The Chronicle of Higher Education has assembled The New Canon, a list of the most influential books written by academics in the past 20 years or so. The books were chosen by a panel that included sociologist Eric Klinenberg, classics professor Johanna Hanink, and professor of business Sheena Iyengar.
Their picks included Steven Pinker’s The Better Angels of Our Nature: Why Violence Has Declined:
It was a best seller, discussed and praised and criticized by both scholars and public intellectuals. Better Angels defends, at great length, a controversial claim, which is that violence is declining, both in the short run and the long run — and so, in a very important way, the world is getting better. Pinker is far from the first to make this argument, but he presents the most persuasive case. Better Angels also explores, at equally great length, psychological and social theories for why this is so, and illustrates that an evolutionary-psychology approach to the mind can give us considerable insight into how societies change over time.
The New Jim Crow: Mass Incarceration in the Age of Colorblindness by Michelle Alexander:
Michelle Alexander, a legal scholar, activist, and now a columnist for The New York Times, argues that the “war on drugs,” beginning with the Nixon administration and flourishing under Reagan, Bush, and Clinton, shifted antipoverty resources into an infinite war on crime that disproportionately targets black communities and robs the majority of black men in urban areas of their full citizenship. Fusing legal studies and history, Alexander demonstrates how America’s prison-industrial complex is the latest chapter in the nation’s tragic racial history.

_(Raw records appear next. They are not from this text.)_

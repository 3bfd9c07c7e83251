// Copyright 2026 the Tendril Authors
// SPDX-License-Identifier: Apache-2.0 OR MIT

//! Dirty-tracking channel constants.
//!
//! Structural changes are tracked with [`understory_dirty`]. Only one channel
//! exists today: [`TOPOLOGY`] is marked on the node whose child list changed,
//! and is local-only (it never propagates to descendants).
//!
//! Callers never query dirty state directly.
//! [`NodeTree::take_batch`](crate::node::NodeTree::take_batch) drains the
//! channel to order the [`MutationBatch`](crate::node::MutationBatch) it
//! returns.

use understory_dirty::Channel;

/// A node's child list changed.
pub const TOPOLOGY: Channel = Channel::new(0);
// Copyright 2026 the Tendril Authors
// SPDX-License-Identifier: Apache-2.0 OR MIT

//! Tree traversal utilities.

use super::id::{INVALID, NodeId};
use super::tree::NodeTree;

/// An iterator over the direct children of a node.
///
/// Created by [`NodeTree::children`].
#[derive(Debug)]
pub struct Children<'a> {
    tree: &'a NodeTree,
    current: u32,
}

impl<'a> Children<'a> {
    pub(crate) fn new(tree: &'a NodeTree, first: u32) -> Self {
        Self {
            tree,
            current: first,
        }
    }
}

impl Iterator for Children<'_> {
    type Item = NodeId;

    fn next(&mut self) -> Option<NodeId> {
        if self.current == INVALID {
            return None;
        }
        let idx = self.current;
        self.current = self.tree.next_sibling[idx as usize];
        Some(self.tree.handle(idx))
    }
}

/// A depth-first pre-order walk over the strict descendants of a node.
///
/// Created by [`NodeTree::descendants`]. Calling
/// [`skip_children`](Self::skip_children) after a node has been yielded
/// prunes that node's subtree from the rest of the walk, which is how the
/// locator finds *logical* children without visiting nested providers.
#[derive(Debug)]
pub struct Descendants<'a> {
    tree: &'a NodeTree,
    root: u32,
    last: u32,
    descend: bool,
}

impl<'a> Descendants<'a> {
    pub(crate) fn new(tree: &'a NodeTree, root: u32) -> Self {
        Self {
            tree,
            root,
            last: INVALID,
            descend: true,
        }
    }

    /// Prunes the subtree of the most recently yielded node.
    pub fn skip_children(&mut self) {
        self.descend = false;
    }

    fn advance(&self) -> u32 {
        let tree = self.tree;
        if self.last == INVALID {
            return tree.first_child[self.root as usize];
        }
        if self.descend && tree.first_child[self.last as usize] != INVALID {
            return tree.first_child[self.last as usize];
        }
        // Climb until a node with a next sibling is found, stopping at the root.
        let mut cur = self.last;
        while cur != self.root {
            let next = tree.next_sibling[cur as usize];
            if next != INVALID {
                return next;
            }
            cur = tree.parent[cur as usize];
        }
        INVALID
    }
}

impl Iterator for Descendants<'_> {
    type Item = NodeId;

    fn next(&mut self) -> Option<NodeId> {
        if self.root == INVALID {
            return None;
        }
        let next = self.advance();
        if next == INVALID {
            self.root = INVALID;
            return None;
        }
        self.last = next;
        self.descend = true;
        Some(self.tree.handle(next))
    }
}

Her thesis not only touched scholars but also transformed the public’s understanding of structural racism in the American justice system.
Paying for the Party: How College Maintains Inequality by Elizabeth Armstrong & Laura Hamilton is a timely choice given the unfolding college admissions investigation by the FBI:
The book is an ethnographic account of the lives of first-year women college students living on a “party floor” at a selective public university they call Midwest U. Varied in their social-class backgrounds, the students have profoundly different pathways through college. Poor and working-class young women face formidable obstacles to completing their degrees, while the children of upper middle class professionals pursue meaningful majors and vocations. At the same time, the daughters of the wealthiest, socialite families join sororities, and party their way through easy majors, graduation, and, beyond that, socially connected jobs.
If this were a book about no more than individual-level educational inequalities, the story might end there. But this is not that book. Instead, the authors use a cultural and organizational lens to show how the university itself is complicit in shaping students’ academic pursuits, social lives, and job opportunities in socially patterned ways.
Robert Putnam’s Bowling Alone: The Collapse and Revival of American Community:
Americans participate less in group activities that entail coordination and cooperation toward a common purpose. Instead they engage more in activities that take place less regularly, in smaller groups or in isolation. They are less likely to play sports on teams, more likely to watch sports or to exercise at home. The book identifies trends that scholars and journalists continue to analyze and dissect 18 years later, culminating in the recent avalanche of books and essays describing how handheld devices now contribute to the breakdown of community.
Bowling Alone inspired my pal Scott Heiferman to start Meetup.